- Opening Delimiter -

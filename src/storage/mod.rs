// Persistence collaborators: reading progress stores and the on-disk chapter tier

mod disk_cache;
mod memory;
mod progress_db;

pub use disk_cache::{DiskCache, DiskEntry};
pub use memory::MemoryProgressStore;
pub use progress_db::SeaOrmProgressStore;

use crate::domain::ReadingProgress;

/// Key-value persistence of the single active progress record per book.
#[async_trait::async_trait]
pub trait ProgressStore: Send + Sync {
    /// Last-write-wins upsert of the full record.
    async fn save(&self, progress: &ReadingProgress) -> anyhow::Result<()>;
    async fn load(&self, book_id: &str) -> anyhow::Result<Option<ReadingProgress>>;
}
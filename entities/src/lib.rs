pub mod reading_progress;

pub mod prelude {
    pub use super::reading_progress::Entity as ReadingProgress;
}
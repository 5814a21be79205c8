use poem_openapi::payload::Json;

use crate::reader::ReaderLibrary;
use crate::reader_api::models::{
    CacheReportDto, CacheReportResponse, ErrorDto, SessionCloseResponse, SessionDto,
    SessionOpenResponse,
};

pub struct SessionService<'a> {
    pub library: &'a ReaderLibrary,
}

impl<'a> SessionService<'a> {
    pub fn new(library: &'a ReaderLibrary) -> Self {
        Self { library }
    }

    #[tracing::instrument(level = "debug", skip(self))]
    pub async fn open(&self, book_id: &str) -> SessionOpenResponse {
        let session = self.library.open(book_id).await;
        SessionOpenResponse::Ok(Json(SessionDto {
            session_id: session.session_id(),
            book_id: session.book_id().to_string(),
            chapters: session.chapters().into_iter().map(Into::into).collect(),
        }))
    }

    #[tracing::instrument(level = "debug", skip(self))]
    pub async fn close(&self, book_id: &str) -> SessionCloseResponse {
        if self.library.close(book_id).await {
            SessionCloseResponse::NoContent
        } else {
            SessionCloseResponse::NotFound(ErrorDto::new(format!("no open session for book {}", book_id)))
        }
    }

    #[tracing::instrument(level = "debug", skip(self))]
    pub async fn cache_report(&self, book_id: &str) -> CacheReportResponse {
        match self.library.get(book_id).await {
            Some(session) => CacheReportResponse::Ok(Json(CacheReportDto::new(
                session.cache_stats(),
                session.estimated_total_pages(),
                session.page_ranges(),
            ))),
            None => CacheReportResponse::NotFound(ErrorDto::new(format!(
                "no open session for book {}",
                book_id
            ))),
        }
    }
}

- Closing Delimiter -
- Opening Delimiter -

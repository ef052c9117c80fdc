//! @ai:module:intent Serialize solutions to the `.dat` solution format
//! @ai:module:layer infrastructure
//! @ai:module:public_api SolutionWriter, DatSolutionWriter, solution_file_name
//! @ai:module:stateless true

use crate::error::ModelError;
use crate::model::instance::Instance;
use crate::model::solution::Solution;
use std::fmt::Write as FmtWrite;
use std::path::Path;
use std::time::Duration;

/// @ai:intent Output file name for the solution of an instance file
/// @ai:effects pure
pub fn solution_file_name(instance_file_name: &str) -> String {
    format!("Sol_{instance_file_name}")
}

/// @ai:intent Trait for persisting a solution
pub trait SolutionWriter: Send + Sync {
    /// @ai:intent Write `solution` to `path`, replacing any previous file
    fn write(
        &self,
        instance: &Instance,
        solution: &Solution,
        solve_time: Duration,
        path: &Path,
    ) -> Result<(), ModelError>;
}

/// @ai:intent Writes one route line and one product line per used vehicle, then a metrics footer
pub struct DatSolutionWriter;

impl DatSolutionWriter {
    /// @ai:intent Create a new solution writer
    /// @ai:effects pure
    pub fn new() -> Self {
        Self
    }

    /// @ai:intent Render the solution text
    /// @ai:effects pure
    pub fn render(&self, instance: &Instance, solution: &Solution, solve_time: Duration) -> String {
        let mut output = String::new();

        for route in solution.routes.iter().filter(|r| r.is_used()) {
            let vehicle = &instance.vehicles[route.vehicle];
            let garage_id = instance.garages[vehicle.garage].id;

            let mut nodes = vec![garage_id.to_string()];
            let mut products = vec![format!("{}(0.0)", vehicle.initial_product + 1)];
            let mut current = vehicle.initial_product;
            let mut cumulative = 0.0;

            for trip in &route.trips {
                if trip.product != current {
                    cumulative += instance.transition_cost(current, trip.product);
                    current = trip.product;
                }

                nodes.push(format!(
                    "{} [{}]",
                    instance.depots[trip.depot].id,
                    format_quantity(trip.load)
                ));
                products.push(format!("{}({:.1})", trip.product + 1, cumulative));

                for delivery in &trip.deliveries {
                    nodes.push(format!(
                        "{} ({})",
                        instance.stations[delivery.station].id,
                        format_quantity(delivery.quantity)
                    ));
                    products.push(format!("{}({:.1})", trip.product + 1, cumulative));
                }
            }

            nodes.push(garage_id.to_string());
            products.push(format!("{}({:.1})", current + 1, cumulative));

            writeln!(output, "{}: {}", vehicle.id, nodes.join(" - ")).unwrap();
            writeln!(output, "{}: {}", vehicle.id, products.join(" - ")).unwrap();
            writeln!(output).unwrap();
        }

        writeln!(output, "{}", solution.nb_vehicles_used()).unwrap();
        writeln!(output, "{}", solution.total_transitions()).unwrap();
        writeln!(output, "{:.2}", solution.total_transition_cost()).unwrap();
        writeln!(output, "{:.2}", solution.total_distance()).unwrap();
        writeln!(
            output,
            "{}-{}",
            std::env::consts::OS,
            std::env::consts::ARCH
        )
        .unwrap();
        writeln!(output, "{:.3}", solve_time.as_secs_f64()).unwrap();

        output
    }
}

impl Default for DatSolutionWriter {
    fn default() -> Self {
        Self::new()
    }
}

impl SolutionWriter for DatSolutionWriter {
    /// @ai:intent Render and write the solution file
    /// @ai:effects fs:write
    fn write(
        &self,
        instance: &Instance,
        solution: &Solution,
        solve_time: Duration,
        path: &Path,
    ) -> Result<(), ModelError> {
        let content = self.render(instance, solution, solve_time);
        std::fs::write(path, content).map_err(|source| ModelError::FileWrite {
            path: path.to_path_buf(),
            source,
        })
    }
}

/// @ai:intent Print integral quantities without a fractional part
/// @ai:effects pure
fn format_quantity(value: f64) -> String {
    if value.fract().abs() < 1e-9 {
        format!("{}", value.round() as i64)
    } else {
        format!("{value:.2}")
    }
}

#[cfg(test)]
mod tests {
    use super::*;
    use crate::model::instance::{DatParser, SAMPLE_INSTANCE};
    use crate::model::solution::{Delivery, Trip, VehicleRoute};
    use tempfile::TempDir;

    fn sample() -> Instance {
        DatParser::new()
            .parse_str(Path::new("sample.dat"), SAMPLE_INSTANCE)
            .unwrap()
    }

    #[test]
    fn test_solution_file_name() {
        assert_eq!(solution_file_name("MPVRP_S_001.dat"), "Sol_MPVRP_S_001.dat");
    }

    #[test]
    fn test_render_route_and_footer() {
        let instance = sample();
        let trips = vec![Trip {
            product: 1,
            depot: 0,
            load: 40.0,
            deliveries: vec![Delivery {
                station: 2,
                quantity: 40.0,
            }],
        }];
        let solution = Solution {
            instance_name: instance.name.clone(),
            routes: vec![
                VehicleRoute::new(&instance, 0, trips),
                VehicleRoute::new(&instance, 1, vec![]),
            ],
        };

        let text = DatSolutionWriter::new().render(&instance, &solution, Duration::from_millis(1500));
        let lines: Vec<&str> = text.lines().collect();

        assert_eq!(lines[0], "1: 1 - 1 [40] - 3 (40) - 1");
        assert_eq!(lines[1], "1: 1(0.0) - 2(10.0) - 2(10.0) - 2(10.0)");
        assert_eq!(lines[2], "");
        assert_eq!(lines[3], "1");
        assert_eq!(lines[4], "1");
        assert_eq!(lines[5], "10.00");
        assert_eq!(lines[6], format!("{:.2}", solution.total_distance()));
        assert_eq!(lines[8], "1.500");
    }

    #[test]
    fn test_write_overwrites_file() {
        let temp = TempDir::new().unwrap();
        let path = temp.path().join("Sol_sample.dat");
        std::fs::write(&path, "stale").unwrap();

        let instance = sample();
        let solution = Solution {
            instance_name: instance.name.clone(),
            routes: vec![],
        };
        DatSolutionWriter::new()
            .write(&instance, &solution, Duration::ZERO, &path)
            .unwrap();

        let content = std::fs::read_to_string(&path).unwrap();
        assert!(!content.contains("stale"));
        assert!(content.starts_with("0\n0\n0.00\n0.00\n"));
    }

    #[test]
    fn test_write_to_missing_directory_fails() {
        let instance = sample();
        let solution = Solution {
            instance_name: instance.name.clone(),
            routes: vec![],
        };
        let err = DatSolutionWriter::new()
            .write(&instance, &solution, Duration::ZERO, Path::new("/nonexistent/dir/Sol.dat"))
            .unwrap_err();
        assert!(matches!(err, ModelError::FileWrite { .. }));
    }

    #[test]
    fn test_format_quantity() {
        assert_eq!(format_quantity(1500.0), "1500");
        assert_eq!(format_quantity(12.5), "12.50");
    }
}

- Closing Delimiter -
- Opening Delimiter -

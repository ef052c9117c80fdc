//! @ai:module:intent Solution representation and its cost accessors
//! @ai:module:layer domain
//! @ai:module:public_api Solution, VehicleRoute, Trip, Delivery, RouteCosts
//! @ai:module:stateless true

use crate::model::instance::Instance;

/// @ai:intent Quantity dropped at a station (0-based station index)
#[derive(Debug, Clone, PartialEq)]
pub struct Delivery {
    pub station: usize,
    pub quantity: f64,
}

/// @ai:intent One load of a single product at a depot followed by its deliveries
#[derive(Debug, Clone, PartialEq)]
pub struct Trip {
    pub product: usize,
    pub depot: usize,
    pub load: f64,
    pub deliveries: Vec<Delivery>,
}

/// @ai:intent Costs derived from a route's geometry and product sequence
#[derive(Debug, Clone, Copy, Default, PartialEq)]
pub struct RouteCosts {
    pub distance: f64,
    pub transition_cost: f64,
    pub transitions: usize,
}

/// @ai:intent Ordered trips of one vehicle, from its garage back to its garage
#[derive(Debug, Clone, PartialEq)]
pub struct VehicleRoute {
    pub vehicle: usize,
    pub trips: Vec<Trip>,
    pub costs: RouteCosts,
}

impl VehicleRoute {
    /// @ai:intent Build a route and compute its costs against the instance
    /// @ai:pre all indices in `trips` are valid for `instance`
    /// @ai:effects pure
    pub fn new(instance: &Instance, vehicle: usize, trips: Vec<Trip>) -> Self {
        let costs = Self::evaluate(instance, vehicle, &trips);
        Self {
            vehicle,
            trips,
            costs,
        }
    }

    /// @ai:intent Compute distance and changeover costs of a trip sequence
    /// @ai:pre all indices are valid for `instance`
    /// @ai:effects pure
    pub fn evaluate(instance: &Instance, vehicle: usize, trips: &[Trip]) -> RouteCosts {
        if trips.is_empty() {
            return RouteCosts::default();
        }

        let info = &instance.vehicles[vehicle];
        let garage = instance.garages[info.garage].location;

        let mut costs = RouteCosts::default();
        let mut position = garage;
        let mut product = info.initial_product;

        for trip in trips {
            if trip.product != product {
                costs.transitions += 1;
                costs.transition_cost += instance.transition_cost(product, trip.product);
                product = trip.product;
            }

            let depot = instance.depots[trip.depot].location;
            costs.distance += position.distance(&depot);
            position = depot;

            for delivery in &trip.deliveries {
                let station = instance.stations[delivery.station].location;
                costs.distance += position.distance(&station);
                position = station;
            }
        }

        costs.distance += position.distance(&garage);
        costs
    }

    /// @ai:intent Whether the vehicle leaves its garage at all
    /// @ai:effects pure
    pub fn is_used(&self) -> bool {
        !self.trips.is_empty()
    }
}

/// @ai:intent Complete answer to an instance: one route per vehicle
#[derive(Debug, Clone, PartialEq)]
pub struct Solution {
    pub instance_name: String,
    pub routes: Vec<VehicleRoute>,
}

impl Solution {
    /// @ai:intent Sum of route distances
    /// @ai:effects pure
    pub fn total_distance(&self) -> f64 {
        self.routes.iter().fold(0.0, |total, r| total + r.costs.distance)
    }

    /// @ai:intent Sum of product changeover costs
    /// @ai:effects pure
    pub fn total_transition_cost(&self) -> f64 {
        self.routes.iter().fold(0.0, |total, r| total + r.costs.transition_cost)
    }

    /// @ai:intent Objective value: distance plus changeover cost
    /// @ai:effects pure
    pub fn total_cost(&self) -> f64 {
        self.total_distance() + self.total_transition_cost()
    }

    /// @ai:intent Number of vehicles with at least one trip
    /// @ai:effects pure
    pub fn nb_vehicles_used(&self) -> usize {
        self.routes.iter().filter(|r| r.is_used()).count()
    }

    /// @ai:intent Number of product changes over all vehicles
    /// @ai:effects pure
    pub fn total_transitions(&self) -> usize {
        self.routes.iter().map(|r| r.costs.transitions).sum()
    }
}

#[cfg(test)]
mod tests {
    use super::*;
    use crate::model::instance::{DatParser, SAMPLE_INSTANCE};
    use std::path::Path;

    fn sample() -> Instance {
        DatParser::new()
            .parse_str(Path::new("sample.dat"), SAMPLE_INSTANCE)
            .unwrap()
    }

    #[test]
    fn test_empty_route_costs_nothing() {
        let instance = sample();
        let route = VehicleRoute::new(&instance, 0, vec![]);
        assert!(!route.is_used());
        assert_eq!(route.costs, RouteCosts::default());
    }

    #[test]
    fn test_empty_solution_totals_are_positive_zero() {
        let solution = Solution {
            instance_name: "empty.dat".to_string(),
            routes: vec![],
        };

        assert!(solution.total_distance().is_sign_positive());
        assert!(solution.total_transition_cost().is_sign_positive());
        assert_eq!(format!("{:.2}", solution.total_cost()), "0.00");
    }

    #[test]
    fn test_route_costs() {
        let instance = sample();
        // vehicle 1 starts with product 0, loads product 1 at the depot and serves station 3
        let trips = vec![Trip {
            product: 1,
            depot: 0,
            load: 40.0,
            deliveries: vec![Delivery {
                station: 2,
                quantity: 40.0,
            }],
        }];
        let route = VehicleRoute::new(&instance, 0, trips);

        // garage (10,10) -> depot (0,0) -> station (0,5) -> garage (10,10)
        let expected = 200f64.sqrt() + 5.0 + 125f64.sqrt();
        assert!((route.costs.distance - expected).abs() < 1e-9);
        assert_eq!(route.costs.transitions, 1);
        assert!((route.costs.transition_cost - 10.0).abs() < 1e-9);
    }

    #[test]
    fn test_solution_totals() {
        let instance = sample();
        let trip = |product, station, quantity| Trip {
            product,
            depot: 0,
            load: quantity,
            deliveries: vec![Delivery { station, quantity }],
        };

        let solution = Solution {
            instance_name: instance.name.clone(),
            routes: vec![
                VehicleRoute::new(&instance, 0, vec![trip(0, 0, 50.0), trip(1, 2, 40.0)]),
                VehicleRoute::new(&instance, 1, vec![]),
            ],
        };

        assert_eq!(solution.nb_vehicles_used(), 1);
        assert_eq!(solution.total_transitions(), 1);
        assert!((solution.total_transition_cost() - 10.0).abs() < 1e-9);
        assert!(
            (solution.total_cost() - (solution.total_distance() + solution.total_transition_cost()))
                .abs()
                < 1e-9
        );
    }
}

- Closing Delimiter -

Work item: What lines above mention "SessionOpenResponse"? Copy each one.

Solution:
    SessionOpenResponse,
    pub async fn open(&self, book_id: &str) -> SessionOpenResponse {
        SessionOpenResponse::Ok(Json(SessionDto {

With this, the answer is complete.